→ **Brief**: Lines containing the word "Debug" are to be copied from the data below.

→ **Record extracts**:
Segment Open

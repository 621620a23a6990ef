/*
All-pairs compression of a sparse graph down to its "interesting" nodes.

The sparse graph is a node list plus an expansion function. The result keeps
one row per interesting node (and per designated start node) holding the
shortest distance to every other interesting node. Intermediate nodes and
self-loops disappear.
*/

use std::fmt::Debug;
use std::hash::Hash;

use fnv::FnvBuildHasher;
use hashbrown::{HashMap, HashSet};

use crate::cost::Cost;
use crate::error::{Error, Result};
use crate::search::distances_from;

#[derive(Debug, Clone, Copy, PartialEq, Eq, Default)]
pub enum Strategy {
    /// One full single-source search per kept node.
    #[default]
    RepeatedSearch,
    /// Floyd–Warshall over every node of the sparse graph. O(V³).
    DenseRelaxation,
}

impl Strategy {
    pub fn from(name: &str) -> Option<Self> {
        match name {
            "search" => Some(Strategy::RepeatedSearch),
            "dense" => Some(Strategy::DenseRelaxation),
            _ => None,
        }
    }
}

type Row<N, D> = HashMap<N, D, FnvBuildHasher>;

/// Dense distance table: origin → destination → shortest distance.
/// Unreachable destinations are absent.
#[derive(Debug, Clone, PartialEq, Eq)]
pub struct DistanceMatrix<N: Hash + Eq, D> {
    rows: HashMap<N, Row<N, D>, FnvBuildHasher>,
}

impl<N, D> DistanceMatrix<N, D>
where
    N: Hash + Eq + Clone,
    D: Copy,
{
    fn new() -> Self {
        Self {
            rows: HashMap::with_hasher(FnvBuildHasher::default()),
        }
    }

    pub fn len(&self) -> usize {
        self.rows.len()
    }

    pub fn is_empty(&self) -> bool {
        self.rows.is_empty()
    }

    pub fn get(&self, from: &N, to: &N) -> Option<D> {
        self.rows.get(from)?.get(to).copied()
    }

    pub fn row(&self, from: &N) -> Option<&Row<N, D>> {
        self.rows.get(from)
    }

    pub fn origins(&self) -> impl Iterator<Item = &N> {
        self.rows.keys()
    }

    /// Rows and their entries in ascending node order.
    pub fn sorted_rows(&self) -> Vec<(N, Vec<(N, D)>)>
    where
        N: Ord,
    {
        let mut rows: Vec<(N, Vec<(N, D)>)> = self
            .rows
            .iter()
            .map(|(from, row)| {
                let mut to: Vec<(N, D)> = row.iter().map(|(n, &d)| (n.clone(), d)).collect();
                to.sort_by(|a, b| a.0.cmp(&b.0));
                (from.clone(), to)
            })
            .collect();
        rows.sort_by(|a, b| a.0.cmp(&b.0));
        rows
    }
}

pub struct GraphCompressor<N> {
    nodes: Vec<N>,
    interesting: HashSet<N, FnvBuildHasher>,
    start: Option<N>,
}

impl<N> GraphCompressor<N>
where
    N: Hash + Eq + Clone + Debug,
{
    pub fn new(nodes: impl IntoIterator<Item = N>, mut is_interesting: impl FnMut(&N) -> bool) -> Self {
        let nodes: Vec<N> = nodes.into_iter().collect();
        let interesting = nodes.iter().filter(|n| is_interesting(n)).cloned().collect();
        Self {
            nodes,
            interesting,
            start: None,
        }
    }

    /// Keeps a row for `start` even when it is not interesting itself. It
    /// still only shows up as a destination if it is interesting.
    pub fn with_start(mut self, start: N) -> Self {
        self.start = Some(start);
        self
    }

    pub fn is_interesting(&self, node: &N) -> bool {
        self.interesting.contains(node)
    }

    /// Nodes that get a row: interesting ones in node-list order, then the
    /// start node if it was not among them.
    pub fn origins(&self) -> Vec<N> {
        let mut origins: Vec<N> = self
            .nodes
            .iter()
            .filter(|n| self.interesting.contains(*n))
            .cloned()
            .collect();
        if let Some(start) = &self.start {
            if !self.interesting.contains(start) {
                origins.push(start.clone());
            }
        }
        origins
    }

    pub fn compress<D, X, I>(&self, strategy: Strategy, expand: X) -> Result<DistanceMatrix<N, D>>
    where
        D: Cost,
        X: FnMut(&N) -> I,
        I: IntoIterator<Item = (N, D)>,
    {
        match strategy {
            Strategy::RepeatedSearch => Ok(self.by_repeated_search(expand)),
            Strategy::DenseRelaxation => self.by_dense_relaxation(expand),
        }
    }

    fn by_repeated_search<D, X, I>(&self, mut expand: X) -> DistanceMatrix<N, D>
    where
        D: Cost,
        X: FnMut(&N) -> I,
        I: IntoIterator<Item = (N, D)>,
    {
        let mut matrix = DistanceMatrix::new();
        for origin in self.origins() {
            let reached = distances_from(origin.clone(), &mut expand);
            let row: Row<N, D> = reached
                .into_iter()
                .filter(|(to, _)| *to != origin && self.interesting.contains(to))
                .collect();
            matrix.rows.insert(origin, row);
        }
        matrix
    }

    fn by_dense_relaxation<D, X, I>(&self, mut expand: X) -> Result<DistanceMatrix<N, D>>
    where
        D: Cost,
        X: FnMut(&N) -> I,
        I: IntoIterator<Item = (N, D)>,
    {
        let n = self.nodes.len();
        let index: HashMap<&N, usize, FnvBuildHasher> =
            self.nodes.iter().enumerate().map(|(i, node)| (node, i)).collect();
        let lookup = |node: &N| {
            index
                .get(node)
                .copied()
                .ok_or_else(|| Error::UnknownNode(format!("{:?}", node)))
        };

        let mut dist: Vec<Vec<Option<D>>> = vec![vec![None; n]; n];
        for (i, node) in self.nodes.iter().enumerate() {
            dist[i][i] = Some(D::ZERO);
            for (next, weight) in expand(node) {
                let j = lookup(&next)?;
                if dist[i][j].map_or(true, |d| weight < d) {
                    dist[i][j] = Some(weight);
                }
            }
        }

        for k in 0..n {
            for i in 0..n {
                let Some(dik) = dist[i][k] else { continue };
                for j in 0..n {
                    let Some(dkj) = dist[k][j] else { continue };
                    let via = dik + dkj;
                    if dist[i][j].map_or(true, |d| via < d) {
                        dist[i][j] = Some(via);
                    }
                }
            }
        }

        let mut matrix = DistanceMatrix::new();
        for origin in self.origins() {
            let i = lookup(&origin)?;
            let row: Row<N, D> = self
                .nodes
                .iter()
                .enumerate()
                .filter(|&(j, to)| j != i && self.interesting.contains(to))
                .filter_map(|(j, to)| dist[i][j].map(|d| (to.clone(), d)))
                .collect();
            matrix.rows.insert(origin, row);
        }
        Ok(matrix)
    }
}

#[cfg(test)]
mod tests {
    use super::*;
    use rand::rngs::StdRng;
    use rand::{Rng, SeedableRng};

    fn undirected(n: usize, edges: &[(usize, usize, u32)]) -> Vec<Vec<(usize, u32)>> {
        let mut adj = vec![Vec::new(); n];
        for &(u, v, w) in edges {
            adj[u].push((v, w));
            adj[v].push((u, w));
        }
        adj
    }

    #[test]
    fn six_node_matrix() {
        let adj = undirected(
            6,
            &[
                (0, 1, 7),
                (0, 2, 9),
                (0, 5, 14),
                (1, 2, 10),
                (1, 3, 15),
                (2, 3, 11),
                (2, 5, 2),
                (3, 4, 6),
                (4, 5, 9),
            ],
        );
        let expected: [[u32; 6]; 6] = [
            [0, 7, 9, 20, 20, 11],
            [7, 0, 10, 15, 21, 12],
            [9, 10, 0, 11, 11, 2],
            [20, 15, 11, 0, 6, 13],
            [20, 21, 11, 6, 0, 9],
            [11, 12, 2, 13, 9, 0],
        ];

        let compressor = GraphCompressor::new(0..6usize, |_| true);
        for strategy in [Strategy::RepeatedSearch, Strategy::DenseRelaxation] {
            let matrix = compressor.compress(strategy, |&u: &usize| adj[u].clone()).unwrap();
            assert_eq!(matrix.len(), 6);
            for i in 0..6 {
                assert_eq!(matrix.get(&i, &i), None, "{strategy:?}");
                for j in (0..6).filter(|&j| j != i) {
                    assert_eq!(matrix.get(&i, &j), Some(expected[i][j]), "{strategy:?} {i}->{j}");
                }
            }
        }
    }

    #[test]
    fn drops_uninteresting_nodes_but_keeps_start() {
        // Valve-like: 0 is the start with no value, 1 and 3 are pass-through.
        let values = [0, 0, 13, 0, 20];
        let adj = undirected(5, &[(0, 1, 1), (1, 2, 1), (2, 3, 1), (3, 4, 1)]);
        let compressor = GraphCompressor::new(0..5usize, |&v| values[v] > 0).with_start(0);
        assert_eq!(compressor.origins(), vec![2, 4, 0]);

        let matrix = compressor
            .compress(Strategy::RepeatedSearch, |&u: &usize| adj[u].clone())
            .unwrap();
        assert_eq!(
            matrix.sorted_rows(),
            vec![
                (0, vec![(2, 2), (4, 4)]),
                (2, vec![(4, 2)]),
                (4, vec![(2, 2)]),
            ]
        );
    }

    #[test]
    fn unreachable_pairs_are_absent() {
        let adj: Vec<Vec<(usize, u32)>> = vec![vec![(1, 3)], vec![], vec![]];
        let compressor = GraphCompressor::new(0..3usize, |_| true);
        for strategy in [Strategy::RepeatedSearch, Strategy::DenseRelaxation] {
            let matrix = compressor.compress(strategy, |&u: &usize| adj[u].clone()).unwrap();
            assert_eq!(matrix.get(&0, &1), Some(3));
            assert_eq!(matrix.get(&1, &0), None);
            assert_eq!(matrix.row(&2).map(|r| r.len()), Some(0));
        }
    }

    #[test]
    fn dense_rejects_unknown_nodes() {
        let compressor = GraphCompressor::new(0..2usize, |_| true);
        let got = compressor.compress(Strategy::DenseRelaxation, |&u: &usize| vec![(u + 5, 1u32)]);
        assert_eq!(got, Err(Error::UnknownNode("5".to_string())));
    }

    #[test]
    fn strategies_agree_on_random_graphs() {
        let mut rng = StdRng::seed_from_u64(0xC0FF_EE00);
        for seed in 0..30 {
            let n = rng.random_range(1..=30usize);
            let mut adj = vec![Vec::new(); n];
            for _ in 0..rng.random_range(0..=n * 4) {
                let u = rng.random_range(0..n);
                let v = rng.random_range(0..n);
                adj[u].push((v, rng.random_range(0..=15u64)));
            }
            let keep: Vec<bool> = (0..n).map(|_| rng.random_bool(0.4)).collect();
            let compressor = GraphCompressor::new(0..n, |&v| keep[v]).with_start(0);

            let searched = compressor
                .compress(Strategy::RepeatedSearch, |&u: &usize| adj[u].clone())
                .unwrap();
            let relaxed = compressor
                .compress(Strategy::DenseRelaxation, |&u: &usize| adj[u].clone())
                .unwrap();
            assert_eq!(searched, relaxed, "seed={seed}");
        }
    }
}
/*
Valve networks: named valves with a flow rate, joined by unit-length tunnels.

Only valves with a nonzero flow rate matter to the downstream search, so the
tunnel graph is compressed to a dense distance table over those valves plus
the starting valve `AA`.
*/

use hashbrown::HashMap;

use crate::compress::{DistanceMatrix, GraphCompressor, Strategy};
use crate::error::{Error, Result};

pub type ValveId = u8;

pub const START: &str = "AA";

/// Downstream searches keep opened valves in a `u64` bit set.
pub const MAX_VALVES: usize = 64;

#[derive(Debug, Clone, PartialEq, Eq)]
pub struct Valve {
    pub name: String,
    pub flow_rate: u32,
    pub tunnels: Vec<ValveId>,
}

#[derive(Debug, Clone)]
pub struct Valves {
    valves: Vec<Valve>,
}

#[derive(Default)]
struct NameTable {
    ids: HashMap<String, ValveId>,
    names: Vec<String>,
}

impl NameTable {
    fn id(&mut self, name: &str, line: usize) -> Result<ValveId> {
        if let Some(&id) = self.ids.get(name) {
            return Ok(id);
        }
        if self.names.len() >= MAX_VALVES {
            return Err(Error::Parse {
                line,
                reason: format!("more than {} valves", MAX_VALVES),
            });
        }
        let id = self.names.len() as ValveId;
        self.ids.insert(name.to_string(), id);
        self.names.push(name.to_string());
        Ok(id)
    }
}

fn parse_line(line: &str, number: usize) -> Result<(&str, u32, Vec<&str>)> {
    let bad = |reason: &str| Error::Parse {
        line: number,
        reason: reason.to_string(),
    };

    let rest = line.strip_prefix("Valve ").ok_or_else(|| bad("expected \"Valve \""))?;
    let (name, rest) = rest
        .split_once(" has flow rate=")
        .ok_or_else(|| bad("expected \"has flow rate=\""))?;
    let (rate, rest) = rest.split_once(';').ok_or_else(|| bad("expected ';'"))?;
    let flow_rate = rate.trim().parse::<u32>().map_err(|e| bad(&e.to_string()))?;

    // "tunnel leads to valve X" or "tunnels lead to valves X, Y"
    let (_, targets) = rest
        .split_once(" to valve")
        .ok_or_else(|| bad("expected \"to valve\""))?;
    let targets = targets.strip_prefix('s').unwrap_or(targets);
    let tunnels: Vec<&str> = targets.split(',').map(str::trim).filter(|t| !t.is_empty()).collect();
    if tunnels.is_empty() {
        return Err(bad("valve has no tunnels"));
    }
    Ok((name.trim(), flow_rate, tunnels))
}

impl Valves {
    pub fn parse(input: &str) -> Result<Self> {
        let mut names = NameTable::default();
        names.id(START, 0)?;
        let mut defined: Vec<Option<(u32, Vec<ValveId>)>> = Vec::new();

        for (i, line) in input.lines().enumerate().filter(|(_, l)| !l.trim().is_empty()) {
            let number = i + 1;
            let (name, flow_rate, tunnels) = parse_line(line, number)?;
            let id = names.id(name, number)?;
            let tunnels = tunnels
                .into_iter()
                .map(|t| names.id(t, number))
                .collect::<Result<Vec<_>>>()?;

            if defined.len() < names.names.len() {
                defined.resize(names.names.len(), None);
            }
            if defined[id as usize].is_some() {
                return Err(Error::Parse {
                    line: number,
                    reason: format!("valve {} defined twice", name),
                });
            }
            defined[id as usize] = Some((flow_rate, tunnels));
        }

        defined.resize(names.names.len(), None);
        let valves = names
            .names
            .into_iter()
            .zip(defined)
            .map(|(name, def)| match def {
                Some((flow_rate, tunnels)) => Ok(Valve {
                    name,
                    flow_rate,
                    tunnels,
                }),
                None => Err(Error::UnknownNode(name)),
            })
            .collect::<Result<Vec<_>>>()?;
        Ok(Self { valves })
    }

    pub fn len(&self) -> usize {
        self.valves.len()
    }

    pub fn is_empty(&self) -> bool {
        self.valves.is_empty()
    }

    pub fn get(&self, id: ValveId) -> &Valve {
        &self.valves[id as usize]
    }

    pub fn id_of(&self, name: &str) -> Option<ValveId> {
        self.valves.iter().position(|v| v.name == name).map(|i| i as ValveId)
    }

    /// Tunnel distances between valves worth opening, plus rows from `AA`.
    pub fn compress(&self, strategy: Strategy) -> Result<DistanceMatrix<ValveId, u32>> {
        let ids = 0..self.valves.len() as ValveId;
        GraphCompressor::new(ids, |&id| self.get(id).flow_rate > 0)
            .with_start(0)
            .compress(strategy, |&id: &ValveId| {
                self.get(id).tunnels.iter().map(|&t| (t, 1u32))
            })
    }

    /// One line per kept valve: `id:flow:to-cost,to-cost,...`.
    pub fn render(&self, matrix: &DistanceMatrix<ValveId, u32>) -> String {
        let mut out = String::new();
        for (from, row) in matrix.sorted_rows() {
            let to: Vec<String> = row.iter().map(|(t, cost)| format!("{}-{}", t, cost)).collect();
            out.push_str(&format!("{}:{}:{}\n", from, self.get(from).flow_rate, to.join(",")));
        }
        out
    }
}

Segment Closed

→ **Task solution**:
use std::fmt::Debug;
#[derive(Debug, Clone, Copy, PartialEq, Eq, Default)]
#[derive(Debug, Clone, PartialEq, Eq)]
    N: Hash + Eq + Clone + Debug,
#[derive(Debug, Clone, PartialEq, Eq)]
#[derive(Debug, Clone)]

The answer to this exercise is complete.